TASK DESCRIPTION: What lines of the data below hold the string "SqliteConnectOptions"? Copy each one.

RECORDS FOR THIS TASK:
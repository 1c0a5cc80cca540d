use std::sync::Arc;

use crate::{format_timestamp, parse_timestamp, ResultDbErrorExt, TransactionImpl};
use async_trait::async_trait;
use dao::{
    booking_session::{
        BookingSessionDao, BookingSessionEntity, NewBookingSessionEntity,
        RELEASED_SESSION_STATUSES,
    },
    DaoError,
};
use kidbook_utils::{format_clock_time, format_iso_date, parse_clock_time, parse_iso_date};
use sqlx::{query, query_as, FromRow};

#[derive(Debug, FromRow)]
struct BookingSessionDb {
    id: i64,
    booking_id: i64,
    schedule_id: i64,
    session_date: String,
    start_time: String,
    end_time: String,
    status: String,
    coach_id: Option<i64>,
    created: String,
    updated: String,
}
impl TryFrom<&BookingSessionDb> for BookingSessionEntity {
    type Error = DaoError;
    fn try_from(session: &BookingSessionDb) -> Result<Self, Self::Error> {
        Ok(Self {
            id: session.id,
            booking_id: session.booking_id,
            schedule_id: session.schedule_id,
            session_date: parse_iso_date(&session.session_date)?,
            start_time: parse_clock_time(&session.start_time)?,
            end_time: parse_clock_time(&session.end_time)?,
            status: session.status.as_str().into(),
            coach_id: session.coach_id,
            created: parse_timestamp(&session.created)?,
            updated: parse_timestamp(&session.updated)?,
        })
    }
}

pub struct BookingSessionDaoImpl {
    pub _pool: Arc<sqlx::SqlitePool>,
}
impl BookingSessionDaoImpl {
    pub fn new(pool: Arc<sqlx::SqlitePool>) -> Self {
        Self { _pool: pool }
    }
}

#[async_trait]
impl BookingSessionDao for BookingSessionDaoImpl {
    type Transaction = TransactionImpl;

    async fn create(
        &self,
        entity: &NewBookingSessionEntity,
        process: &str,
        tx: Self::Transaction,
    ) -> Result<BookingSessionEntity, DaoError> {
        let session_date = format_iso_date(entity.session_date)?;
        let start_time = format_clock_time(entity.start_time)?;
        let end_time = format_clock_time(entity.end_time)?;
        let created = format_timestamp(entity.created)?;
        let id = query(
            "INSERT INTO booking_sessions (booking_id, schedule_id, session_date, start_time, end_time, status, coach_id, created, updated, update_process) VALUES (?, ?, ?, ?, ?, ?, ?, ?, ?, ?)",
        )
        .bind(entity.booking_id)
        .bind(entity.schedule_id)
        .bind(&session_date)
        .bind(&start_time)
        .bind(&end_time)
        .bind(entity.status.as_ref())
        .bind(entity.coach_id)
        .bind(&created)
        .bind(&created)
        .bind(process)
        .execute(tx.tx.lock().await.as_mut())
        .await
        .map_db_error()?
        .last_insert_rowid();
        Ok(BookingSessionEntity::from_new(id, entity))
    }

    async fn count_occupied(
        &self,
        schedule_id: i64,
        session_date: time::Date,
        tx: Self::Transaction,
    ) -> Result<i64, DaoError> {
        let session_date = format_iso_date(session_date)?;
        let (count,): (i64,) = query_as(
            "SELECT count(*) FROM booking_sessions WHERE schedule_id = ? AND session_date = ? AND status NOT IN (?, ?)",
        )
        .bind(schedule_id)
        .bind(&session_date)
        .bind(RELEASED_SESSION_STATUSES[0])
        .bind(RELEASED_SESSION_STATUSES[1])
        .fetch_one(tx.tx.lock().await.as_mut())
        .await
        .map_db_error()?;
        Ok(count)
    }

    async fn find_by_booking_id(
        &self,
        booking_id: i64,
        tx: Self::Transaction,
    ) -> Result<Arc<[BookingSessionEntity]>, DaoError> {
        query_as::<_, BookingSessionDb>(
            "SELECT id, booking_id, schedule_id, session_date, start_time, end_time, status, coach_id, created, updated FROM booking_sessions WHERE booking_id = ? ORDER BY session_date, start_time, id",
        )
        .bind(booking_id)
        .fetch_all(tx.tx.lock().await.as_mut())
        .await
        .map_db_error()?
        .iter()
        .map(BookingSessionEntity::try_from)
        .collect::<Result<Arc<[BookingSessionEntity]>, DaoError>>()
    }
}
* * *
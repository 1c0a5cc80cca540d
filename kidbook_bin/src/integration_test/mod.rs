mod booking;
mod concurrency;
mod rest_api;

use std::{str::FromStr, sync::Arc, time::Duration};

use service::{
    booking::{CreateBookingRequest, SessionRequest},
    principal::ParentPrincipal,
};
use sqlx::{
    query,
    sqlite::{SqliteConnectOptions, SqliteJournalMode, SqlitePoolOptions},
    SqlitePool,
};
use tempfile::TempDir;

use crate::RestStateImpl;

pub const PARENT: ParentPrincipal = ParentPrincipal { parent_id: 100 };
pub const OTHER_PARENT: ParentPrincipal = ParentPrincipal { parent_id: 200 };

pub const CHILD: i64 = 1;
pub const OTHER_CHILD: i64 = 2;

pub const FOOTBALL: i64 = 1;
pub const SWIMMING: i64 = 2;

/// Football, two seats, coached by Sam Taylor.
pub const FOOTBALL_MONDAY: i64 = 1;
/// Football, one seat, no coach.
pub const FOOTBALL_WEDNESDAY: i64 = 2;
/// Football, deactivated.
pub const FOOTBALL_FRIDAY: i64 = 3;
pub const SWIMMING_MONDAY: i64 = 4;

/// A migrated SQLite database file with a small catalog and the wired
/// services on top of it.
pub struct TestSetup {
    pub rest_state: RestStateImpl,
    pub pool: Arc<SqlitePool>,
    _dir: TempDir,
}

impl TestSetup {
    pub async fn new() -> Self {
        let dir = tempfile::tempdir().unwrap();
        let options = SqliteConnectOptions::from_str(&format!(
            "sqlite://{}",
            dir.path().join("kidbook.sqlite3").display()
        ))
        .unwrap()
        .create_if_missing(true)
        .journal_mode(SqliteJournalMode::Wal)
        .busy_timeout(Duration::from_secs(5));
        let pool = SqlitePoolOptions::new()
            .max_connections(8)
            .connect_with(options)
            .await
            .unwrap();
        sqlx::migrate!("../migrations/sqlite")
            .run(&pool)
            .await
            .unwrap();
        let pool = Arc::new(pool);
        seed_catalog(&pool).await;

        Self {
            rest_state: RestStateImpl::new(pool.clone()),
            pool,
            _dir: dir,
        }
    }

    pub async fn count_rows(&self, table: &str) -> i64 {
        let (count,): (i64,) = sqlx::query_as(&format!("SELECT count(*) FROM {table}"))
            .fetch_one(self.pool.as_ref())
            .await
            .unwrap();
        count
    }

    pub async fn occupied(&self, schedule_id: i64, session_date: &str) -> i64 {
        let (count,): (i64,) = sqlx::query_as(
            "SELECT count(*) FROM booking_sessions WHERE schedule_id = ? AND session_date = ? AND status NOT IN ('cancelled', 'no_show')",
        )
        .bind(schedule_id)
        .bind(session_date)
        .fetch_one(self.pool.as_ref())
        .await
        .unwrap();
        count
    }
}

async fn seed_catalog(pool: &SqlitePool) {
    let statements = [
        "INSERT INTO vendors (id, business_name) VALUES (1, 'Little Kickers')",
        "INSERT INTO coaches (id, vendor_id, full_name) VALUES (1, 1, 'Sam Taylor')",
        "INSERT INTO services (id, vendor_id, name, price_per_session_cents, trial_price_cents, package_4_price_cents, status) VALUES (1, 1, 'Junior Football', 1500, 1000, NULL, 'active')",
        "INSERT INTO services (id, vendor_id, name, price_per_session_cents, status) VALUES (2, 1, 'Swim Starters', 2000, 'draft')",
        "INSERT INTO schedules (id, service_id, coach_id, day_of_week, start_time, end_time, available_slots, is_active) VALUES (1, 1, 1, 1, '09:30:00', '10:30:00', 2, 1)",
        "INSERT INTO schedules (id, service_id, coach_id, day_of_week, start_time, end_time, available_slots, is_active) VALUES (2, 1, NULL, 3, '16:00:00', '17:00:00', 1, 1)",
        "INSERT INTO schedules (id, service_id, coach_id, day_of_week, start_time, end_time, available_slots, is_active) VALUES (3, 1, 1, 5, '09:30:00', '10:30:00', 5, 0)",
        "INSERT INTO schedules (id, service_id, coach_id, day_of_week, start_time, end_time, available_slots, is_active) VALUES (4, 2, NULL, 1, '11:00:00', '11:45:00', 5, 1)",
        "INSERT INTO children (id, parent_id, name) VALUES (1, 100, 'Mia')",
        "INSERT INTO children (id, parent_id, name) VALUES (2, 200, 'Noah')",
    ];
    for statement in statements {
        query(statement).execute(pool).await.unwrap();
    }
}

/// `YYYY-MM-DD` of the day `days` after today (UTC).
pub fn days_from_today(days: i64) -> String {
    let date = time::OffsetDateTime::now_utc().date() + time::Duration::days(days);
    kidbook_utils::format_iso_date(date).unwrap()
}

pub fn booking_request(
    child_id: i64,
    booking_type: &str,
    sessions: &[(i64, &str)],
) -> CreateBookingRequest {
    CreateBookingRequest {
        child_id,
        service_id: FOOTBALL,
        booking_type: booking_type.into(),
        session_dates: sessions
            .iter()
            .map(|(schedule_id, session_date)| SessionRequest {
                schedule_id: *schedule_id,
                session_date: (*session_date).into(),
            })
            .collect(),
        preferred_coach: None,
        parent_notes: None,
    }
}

EXPECTED OUTPUT:
    sqlite::{SqliteConnectOptions, SqliteJournalMode, SqlitePoolOptions},
        let options = SqliteConnectOptions::from_str(&format!(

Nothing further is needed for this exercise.